Genetic diversity analysis

LD analyses for each subpopulation were performed using PLINK by calculating the correlation coefficient (r2) of each SNP pair in a chromosome59. An LD decay plot was generated using the average r2 value for distances from 0 to 1000 kb. Pairwise IBS calculations were also performed using PLINK, and a distance matrix was generated for each subpopulation. Population genetic diversities were measured using VCFtools60 by calculating θπ and Fst. θπ was used to measure the genetic diversity of each subpopulation, while Fst was used to measure the genetic diversity between subpopulations. In addition, sliding window calculations of r2, θπ, and Fst were performed for genome-wide representations of sugar beet genetic diversity with a 100 kb window with 10 kb steps.

GWAS

Association analysis between target traits and genome-wide SNPs across the subpopulations from structure analysis was carried out by using the GAPIT package in R software61. To minimize false positives and increase statistical power, an MLM analysis was performed by GAPIT without compression.
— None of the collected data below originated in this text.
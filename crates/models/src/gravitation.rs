//! Newtonian gravitation between point masses in a plane.
//!
//! State layout per body: `[x, y, vx, vy]`.
//!
//! Each body integrates against the frozen positions and masses of every
//! other body in the tick's snapshot. For two bodies the acceleration of
//! body A is `G·m_B·d/r³` with `d = pos_B − pos_A`.

use glam::{DVec2, DVec3};
use kinetic_core::{Dynamics, SingularGeometry, state};
use kinetic_solvers::transient::rkf78::Config;
use uom::si::{f64::Mass, mass::kilogram};

use crate::{
    ConfigError, Entity, StepError, StepReport, System,
    error::positive,
    system::{Member, World},
    units::{GravitationalConstant, gravitational_constant_si},
};

/// Newton's gravitational constant in m³/(kg·s²).
pub const G: f64 = 6.674e-11;

pub const EARTH_MASS: f64 = 5.972e24;

pub const MOON_MASS: f64 = 7.34767309e22;

/// Mean Earth–Moon distance in meters.
pub const EARTH_MOON_DISTANCE: f64 = 384_400_000.0;

/// Initial lunar speed, perpendicular to the Earth–Moon line, in m/s.
pub const MOON_SPEED: f64 = 1000.0;

/// Time step of the Earth–Moon scenario, in seconds.
pub const EARTH_MOON_DT: f64 = 10.0;

/// What other bodies see of a body during a tick.
#[derive(Debug, Clone, Copy, PartialEq)]
pub struct Attractor {
    pub position: DVec2,
    pub mass: f64,
}

/// Gravitational attraction toward a set of other bodies.
#[derive(Debug, Clone, Copy, PartialEq)]
pub struct Gravitation {
    constant: f64,
}

impl Default for Gravitation {
    fn default() -> Self {
        Self { constant: G }
    }
}

impl Gravitation {
    /// # Errors
    ///
    /// Returns an error if `constant` is not positive.
    pub fn new(constant: GravitationalConstant) -> Result<Self, ConfigError> {
        Ok(Self {
            constant: positive("gravitational constant", constant.value)?,
        })
    }

    /// Creates gravitation with the constant in SI units (m³/(kg·s²)).
    ///
    /// # Errors
    ///
    /// Returns an error if `constant` is not positive.
    pub fn from_si(constant: f64) -> Result<Self, ConfigError> {
        Self::new(gravitational_constant_si(constant))
    }

    #[must_use]
    pub fn constant(&self) -> f64 {
        self.constant
    }
}

impl Dynamics<4> for Gravitation {
    type Neighbors = [Attractor];
    type Error = SingularGeometry;

    fn derivative(
        &self,
        _time: f64,
        y: &[f64; 4],
        attractors: &[Attractor],
    ) -> Result<[f64; 4], SingularGeometry> {
        let position = state::vec2_at(y, 0);

        let mut acceleration = DVec2::ZERO;
        for attractor in attractors {
            let d = attractor.position - position;
            let r_squared = d.length_squared();
            if r_squared == 0.0 {
                return Err(SingularGeometry::CoincidentBodies);
            }
            acceleration += self.constant * attractor.mass * d / (r_squared * r_squared.sqrt());
        }

        Ok([y[2], y[3], acceleration.x, acceleration.y])
    }

    fn position(&self, y: &[f64; 4]) -> DVec3 {
        state::vec2_at(y, 0).extend(0.0)
    }
}

/// A gravitating point mass.
#[derive(Debug, Clone)]
pub struct HeavenlyBody {
    entity: Entity<Gravitation, 4>,
    mass: f64,
}

impl HeavenlyBody {
    /// # Errors
    ///
    /// Returns an error if `mass` is not positive.
    pub fn new(mass: Mass, gravitation: Gravitation) -> Result<Self, ConfigError> {
        Ok(Self {
            entity: Entity::new(gravitation),
            mass: positive("mass", mass.value)?,
        })
    }

    /// Creates a body with mass in kilograms and the standard constant.
    ///
    /// # Errors
    ///
    /// Returns an error if `mass` is not positive.
    pub fn from_si(mass: f64) -> Result<Self, ConfigError> {
        Self::new(Mass::new::<kilogram>(mass), Gravitation::default())
    }

    /// Replaces the integrator configuration.
    ///
    /// The body must be set up again afterwards.
    #[must_use]
    pub fn with_config(mut self, config: Config) -> Self {
        self.entity = self.entity.with_config(config);
        self
    }

    /// Places the body, discarding integrator history.
    ///
    /// # Errors
    ///
    /// Returns an error if any value is not finite.
    pub fn setup(&mut self, position: DVec2, velocity: DVec2, time: f64) -> Result<(), ConfigError> {
        self.entity
            .setup([position.x, position.y, velocity.x, velocity.y], time)
    }

    #[must_use]
    pub fn position(&self) -> DVec2 {
        state::vec2_at(self.entity.state(), 0)
    }

    #[must_use]
    pub fn velocity(&self) -> DVec2 {
        state::vec2_at(self.entity.state(), 2)
    }

    #[must_use]
    pub fn mass(&self) -> f64 {
        self.mass
    }

    #[must_use]
    pub fn entity(&self) -> &Entity<Gravitation, 4> {
        &self.entity
    }
}

impl Member for HeavenlyBody {
    type Snapshot = Attractor;

    fn snapshot(&self) -> Attractor {
        Attractor {
            position: self.position(),
            mass: self.mass,
        }
    }

    fn step(&mut self, dt: f64, world: &World<'_, Attractor>) -> Result<StepReport, StepError> {
        let others: Vec<Attractor> = world.others().map(|(_, attractor)| *attractor).collect();
        self.entity.step(dt, &others)
    }
}

/// A system of mutually gravitating bodies.
pub type Universe = System<HeavenlyBody>;

/// Builds the Earth–Moon system.
///
/// Earth starts at rest at the origin and the Moon at `(d, 0)` moving at
/// `(0, 1000)` m/s.
///
/// # Errors
///
/// Returns an error only if the built-in constants are invalid.
pub fn earth_moon() -> Result<Universe, ConfigError> {
    let mut earth = HeavenlyBody::from_si(EARTH_MASS)?;
    earth.setup(DVec2::ZERO, DVec2::ZERO, 0.0)?;

    let mut moon = HeavenlyBody::from_si(MOON_MASS)?;
    moon.setup(
        DVec2::new(EARTH_MOON_DISTANCE, 0.0),
        DVec2::new(0.0, MOON_SPEED),
        0.0,
    )?;

    let mut universe = Universe::new(EARTH_MOON_DT)?;
    universe.add_entity("earth", earth);
    universe.add_entity("moon", moon);
    Ok(universe)
}

/// Returns the distance between two named bodies.
#[must_use]
pub fn separation(universe: &Universe, a: &str, b: &str) -> Option<f64> {
    let a = universe.get(a)?;
    let b = universe.get(b)?;
    Some(a.position().distance(b.position()))
}

/// Returns the total mechanical energy of the universe.
///
/// Kinetic energy of every body plus the pairwise potential `−G·mᵢ·mⱼ/r`,
/// using the constant of the first body of each pair.
#[must_use]
pub fn total_energy(universe: &Universe) -> f64 {
    let bodies: Vec<&HeavenlyBody> = universe.iter().map(|(_, body)| body).collect();

    let kinetic: f64 = bodies
        .iter()
        .map(|body| 0.5 * body.mass() * body.velocity().length_squared())
        .sum();

    let mut potential = 0.0;
    for (i, a) in bodies.iter().enumerate() {
        for b in &bodies[i + 1..] {
            let constant = a.entity().dynamics().constant();
            potential -= constant * a.mass() * b.mass() / a.position().distance(b.position());
        }
    }

    kinetic + potential
}

#[cfg(test)]
mod tests {
    use super::*;

    use approx::assert_relative_eq;

    #[test]
    fn two_body_acceleration() {
        let gravitation = Gravitation::from_si(1.0).unwrap();
        let other = Attractor {
            position: DVec2::new(3.0, 4.0),
            mass: 50.0,
        };

        let rate = gravitation
            .derivative(0.0, &[0.0, 0.0, 1.0, 2.0], &[other])
            .unwrap();

        // |a| = G·m/r² = 50/25 = 2 along (3, 4)/5.
        assert_eq!(&rate[..2], &[1.0, 2.0]);
        assert_relative_eq!(rate[2], 1.2, epsilon = 1e-12);
        assert_relative_eq!(rate[3], 1.6, epsilon = 1e-12);
    }

    #[test]
    fn pulls_from_every_attractor_add_up() {
        let gravitation = Gravitation::from_si(1.0).unwrap();
        let left = Attractor {
            position: DVec2::new(-2.0, 0.0),
            mass: 4.0,
        };
        let right = Attractor {
            position: DVec2::new(2.0, 0.0),
            mass: 4.0,
        };

        let rate = gravitation
            .derivative(0.0, &[0.0; 4], &[left, right])
            .unwrap();

        assert_eq!(rate, [0.0; 4]);
    }

    #[test]
    fn coincident_bodies_are_singular() {
        let other = Attractor {
            position: DVec2::new(1.0, 1.0),
            mass: 1.0,
        };

        let result = Gravitation::default().derivative(0.0, &[1.0, 1.0, 0.0, 0.0], &[other]);

        assert_eq!(result, Err(SingularGeometry::CoincidentBodies));
    }

    #[test]
    fn earth_moon_scenario() {
        let universe = earth_moon().unwrap();

        assert_eq!(universe.len(), 2);
        assert_eq!(universe.dt(), 10.0);
        assert_relative_eq!(
            separation(&universe, "earth", "moon").unwrap(),
            EARTH_MOON_DISTANCE
        );
        assert!(separation(&universe, "earth", "mars").is_none());

        let expected = 0.5 * MOON_MASS * MOON_SPEED * MOON_SPEED
            - G * EARTH_MASS * MOON_MASS / EARTH_MOON_DISTANCE;
        assert_relative_eq!(total_energy(&universe), expected, max_relative = 1e-12);
    }

    #[test]
    fn rejects_non_positive_mass() {
        assert!(matches!(
            HeavenlyBody::from_si(0.0),
            Err(ConfigError::NonPositive("mass"))
        ));
    }
}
The significance threshold of SNP-trait associations was established with a false-detection rate-adjusted P < 1 × 10–6 using the Benjamini–Hochberg procedure62. The GWAS results were displayed using a Manhattan plot and a QQ plot created with the R package CMplot63.

Network construction

The most significant pleiotropic genes with P < 1 × 10–6 and their associated traits were retained among all localized and annotated pleiotropic genes to build the phenotype-gene network for sugar beet. PPI information for sugar beet was retrieved from the STRING database64 and mapped to the sugar beet genes using BLAST65. The construction, visualization, and exploration of the network were performed using Cytoscape66.